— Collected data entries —
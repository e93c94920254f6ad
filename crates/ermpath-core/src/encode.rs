//! Per-token percent-encoding for path segments and regexp escaping for
//! search patterns.

use crate::error::Error;
use percent_encoding::{AsciiSet, NON_ALPHANUMERIC, percent_decode_str, utf8_percent_encode};

// Everything except the unreserved set `A-Z a-z 0-9 - _ . ~` is escaped,
// which also covers the path-language reserved `/ ; & : , ( ) = ! ' *`.
const COMPONENT: &AsciiSet = &NON_ALPHANUMERIC
    .remove(b'-')
    .remove(b'_')
    .remove(b'.')
    .remove(b'~');

const REGEXP_SPECIALS: &[char] = &[
    '-', '[', ']', '/', '{', '}', '(', ')', '*', '+', '?', '.', '\\', '^', '$',
];

/// Encode one path token. Hex digits are uppercase.
#[must_use]
pub fn component(value: &str) -> String {
    utf8_percent_encode(value, COMPONENT).to_string()
}

/// Decode one path token.
pub fn decode(value: &str) -> Result<String, Error> {
    percent_decode_str(value)
        .decode_utf8()
        .map(|decoded| decoded.into_owned())
        .map_err(|_| Error::malformed_uri(format!("'{value}' is not valid percent-encoded UTF-8")))
}

/// Escape regular-expression metacharacters so `value` matches literally.
#[must_use]
pub fn regexp(value: &str) -> String {
    let mut out = String::with_capacity(value.len());
    for c in value.chars() {
        if REGEXP_SPECIALS.contains(&c) {
            out.push('\\');
        }
        out.push(c);
    }

    out
}

///
/// TESTS
///
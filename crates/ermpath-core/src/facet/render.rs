use crate::{
    config::Config,
    encode,
    error::Error,
    facet::{FacetRange, FacetTerm, Facets},
    filter::{ColumnRef, Operator},
    search,
    source::{Direction, ResolvedHop, SEARCH_BOX, SourceDefinitions, SourceSpec, link, resolve},
};
use ermpath_schema::node::{Catalog, QualifiedTableName, Table};
use serde_json::Value;

pub const INVALID_SOURCE: &str = "Missing or invalid `source` attribute.";
pub const INVALID_CHOICE: &str = "invalid choices value.";
pub const INVALID_RANGE: &str = "invalid ranges value.";
pub const INVALID_SEARCH: &str = "invalid search value.";
pub const MISSING_CONSTRAINTS: &str = "No constraints are defined for the facet.";
pub const ONLY_ONE_NULL_FILTER: &str = "Only one null filter is allowed in the facets";
pub const INVALID_SOURCEKEY: &str = "Given sourcekey string is not valid";

///
/// FacetPath
///
/// Rendered facet filters. With a right join the path starts at the far
/// table and rebinds the root alias itself; otherwise it follows the root.
///

#[derive(Clone, Debug, Eq, PartialEq)]
pub struct FacetPath {
    pub path: String,
    pub right_join: bool,
}

///
/// FacetRenderer
///

pub struct FacetRenderer<'a> {
    pub catalog: &'a Catalog,
    pub root: &'a Table,
    pub defs: &'a SourceDefinitions,
    pub config: &'a Config,
    pub alias: &'a str,
}

///
/// Target
///
/// Where one term's constraints land after path shortening.
///

struct Target {
    columns: Vec<ColumnRef>,
    hops: Vec<ResolvedHop>,
    table: QualifiedTableName,
}

impl FacetRenderer<'_> {
    pub fn render(&self, facets: &Facets) -> Result<FacetPath, Error> {
        let mut right_joins = Vec::new();
        let mut inner_joins = Vec::new();

        for (index, term) in facets.and.iter().enumerate() {
            let fail = |message: &str| Error::invalid_facet(format!("{message}(index={index})"), None);

            let target = self.target(term).map_err(fail)?;
            let right_join = term.has_null_choice() && !target.hops.is_empty();
            if right_join && !right_joins.is_empty() {
                return Err(fail(ONLY_ONE_NULL_FILTER));
            }

            let constraints = self.constraints(term, &target.columns).map_err(fail)?;

            if right_join {
                right_joins.push(self.reversed_path(&target, &constraints));
            } else {
                let mut segments: Vec<String> = forward_path(&target.hops);
                segments.push(constraints);
                segments.push(format!("${}", self.alias));
                inner_joins.push(segments.join("/"));
            }
        }

        let right_join = !right_joins.is_empty();
        right_joins.extend(inner_joins);

        Ok(FacetPath {
            path: right_joins.join("/"),
            right_join,
        })
    }

    fn target(&self, term: &FacetTerm) -> Result<Target, &'static str> {
        let spec = match (&term.sourcekey, &term.source) {
            (Some(key), _) if key == SEARCH_BOX => {
                let columns: Vec<ColumnRef> = match self.defs.search_columns() {
                    [] => vec![ColumnRef::all_columns()],
                    columns => columns.iter().map(|c| ColumnRef::new(c.as_str())).collect(),
                };
                return Ok(Target {
                    columns,
                    hops: Vec::new(),
                    table: self.root.qualified_name(),
                });
            }
            (Some(key), _) => {
                let spec = self.defs.get(key).ok_or(INVALID_SOURCEKEY)?;
                if spec.aggregate.is_some() {
                    return Err(INVALID_SOURCEKEY);
                }
                spec.clone()
            }
            (None, Some(source)) => SourceSpec::from_json(source).map_err(|_| INVALID_SOURCE)?,
            (None, None) => return Err(INVALID_SOURCE),
        };

        let resolved =
            resolve(self.catalog, self.root, self.defs, &spec).map_err(|_| INVALID_SOURCE)?;
        let mut target = Target {
            columns: vec![ColumnRef::new(resolved.column.as_str())],
            hops: resolved.hops,
            table: resolved.table,
        };

        if self.config.fast_filter {
            self.shorten(&mut target);
        }

        Ok(target)
    }

    // A simple last hop whose far column is the constrained not-null
    // column can be replaced by a filter on the near column.
    fn shorten(&self, target: &mut Target) {
        let [column] = target.columns.as_slice() else {
            return;
        };
        let Some(last) = target.hops.last() else {
            return;
        };
        if !last.fk.is_simple() || last.filter.is_some() {
            return;
        }
        let Some(mapping) = last.fk.columns.first() else {
            return;
        };
        let (far, near) = match last.direction {
            Direction::Outbound => (&mapping.to, &mapping.from),
            Direction::Inbound => (&mapping.from, &mapping.to),
        };
        let not_null = self
            .catalog
            .get(&target.table)
            .and_then(|table| table.column(far))
            .is_some_and(|c| !c.nullok);
        if *far != column.name || !not_null {
            return;
        }

        target.columns = vec![ColumnRef::new(near.as_str())];
        target.hops.pop();
        target.table = target
            .hops
            .last()
            .map_or_else(|| self.root.qualified_name(), |hop| hop.target.clone());
    }

    fn constraints(&self, term: &FacetTerm, columns: &[ColumnRef]) -> Result<String, &'static str> {
        let mut parts = Vec::new();

        // only search applies to every search-box column
        let column = match columns {
            [column] => Some(column),
            _ => None,
        };

        if let Some(choices) = &term.choices {
            let column = column.ok_or(INVALID_SOURCEKEY)?;
            let rendered = render_choices(choices, column);
            if rendered.is_empty() {
                return Err(INVALID_CHOICE);
            }
            parts.push(rendered);
        }
        if let Some(ranges) = &term.ranges {
            let column = column.ok_or(INVALID_SOURCEKEY)?;
            let rendered = render_ranges(ranges, column);
            if rendered.is_empty() {
                return Err(INVALID_RANGE);
            }
            parts.push(rendered);
        }
        if let Some(values) = &term.search {
            let rendered = self.render_search(values, columns).ok_or(INVALID_SEARCH)?;
            parts.push(rendered);
        }
        if term.not_null == Some(true) {
            let column = column.ok_or(INVALID_SOURCEKEY)?;
            parts.push(format!("!({column}{})", Operator::Null.token()));
        }

        if parts.is_empty() {
            return Err(MISSING_CONSTRAINTS);
        }

        Ok(disjoin(parts))
    }

    fn render_search(&self, values: &[Value], columns: &[ColumnRef]) -> Option<String> {
        let mut parts = Vec::new();

        for value in values {
            if value.is_null() {
                return None;
            }
            let term = value_to_string(value);
            let rendered = match columns {
                [column] => search::to_path(column, &term, self.config.quantified_search),
                _ => search::to_filter_any(columns, &term).map(|node| node.to_uri()),
            };
            if let Some(rendered) = rendered {
                parts.push(rendered);
            }
        }

        (!parts.is_empty()).then(|| disjoin(parts))
    }

    // Far table, its constraints, then the hops walked backwards with the
    // root alias rebound by a right outer join on the first hop.
    fn reversed_path(&self, target: &Target, constraints: &str) -> String {
        let mut segments = vec![format!(
            "{}:{}",
            encode::component(&target.table.schema),
            encode::component(&target.table.table)
        )];
        let hops = &target.hops;

        if let Some(filter) = hops.last().and_then(|hop| hop.filter.as_ref()) {
            segments.push(filter.to_uri());
        }
        segments.push(constraints.to_string());

        for index in (1..hops.len()).rev() {
            let hop = &hops[index];
            segments.push(link(&hop.fk, hop.direction.reversed()));
            if let Some(filter) = &hops[index - 1].filter {
                segments.push(filter.to_uri());
            }
        }
        if let Some(first) = hops.first() {
            segments.push(format!(
                "{}:=right{}",
                self.alias,
                link(&first.fk, first.direction.reversed())
            ));
        }

        segments.join("/")
    }
}

fn forward_path(hops: &[ResolvedHop]) -> Vec<String> {
    let mut segments = Vec::new();
    for hop in hops {
        segments.push(hop.link());
        if let Some(filter) = &hop.filter {
            segments.push(filter.to_uri());
        }
    }

    segments
}

fn render_choices(choices: &[Value], column: &ColumnRef) -> String {
    let parts: Vec<String> = choices
        .iter()
        .map(|choice| {
            if choice.is_null() {
                format!("{column}{}", Operator::Null.token())
            } else {
                format!(
                    "{column}{}{}",
                    Operator::Equal.token(),
                    encode::component(&value_to_string(choice))
                )
            }
        })
        .collect();

    parts.join(";")
}

fn render_ranges(ranges: &[FacetRange], column: &ColumnRef) -> String {
    let mut parts = Vec::new();

    for range in ranges {
        let mut bounds = Vec::new();
        if let Some(min) = range.min.as_ref().filter(|v| !v.is_null()) {
            let operator = if range.min_exclusive {
                Operator::Greater
            } else {
                Operator::GreaterOrEqual
            };
            bounds.push(bound(column, operator, min));
        }
        if let Some(max) = range.max.as_ref().filter(|v| !v.is_null()) {
            let operator = if range.max_exclusive {
                Operator::Less
            } else {
                Operator::LessOrEqual
            };
            bounds.push(bound(column, operator, max));
        }
        if !bounds.is_empty() {
            parts.push(bounds.join("&"));
        }
    }

    if parts.is_empty() {
        String::new()
    } else {
        disjoin(parts)
    }
}

fn bound(column: &ColumnRef, operator: Operator, value: &Value) -> String {
    format!(
        "{column}{}{}",
        operator.token(),
        encode::component(&value_to_string(value))
    )
}

/// Join alternatives with `;`, parenthesizing any alternative that is a
/// top-level conjunction so the result never mixes separators.
fn disjoin(parts: Vec<String>) -> String {
    if parts.len() == 1 {
        return parts.into_iter().next().unwrap_or_default();
    }

    parts
        .into_iter()
        .map(|part| {
            if has_top_level_conjunction(&part) {
                format!("({part})")
            } else {
                part
            }
        })
        .collect::<Vec<_>>()
        .join(";")
}

fn has_top_level_conjunction(part: &str) -> bool {
    let mut depth = 0usize;
    for c in part.chars() {
        match c {
            '(' => depth += 1,
            ')' => depth = depth.saturating_sub(1),
            '&' if depth == 0 => return true,
            _ => {}
        }
    }

    false
}

pub(crate) fn value_to_string(value: &Value) -> String {
    match value {
        Value::String(s) => s.clone(),
        other => other.to_string(),
    }
}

— Task statement —
When a line contains the string "bool", count that line; once every line of the records has been checked, state the count alone.

— The completed task —
2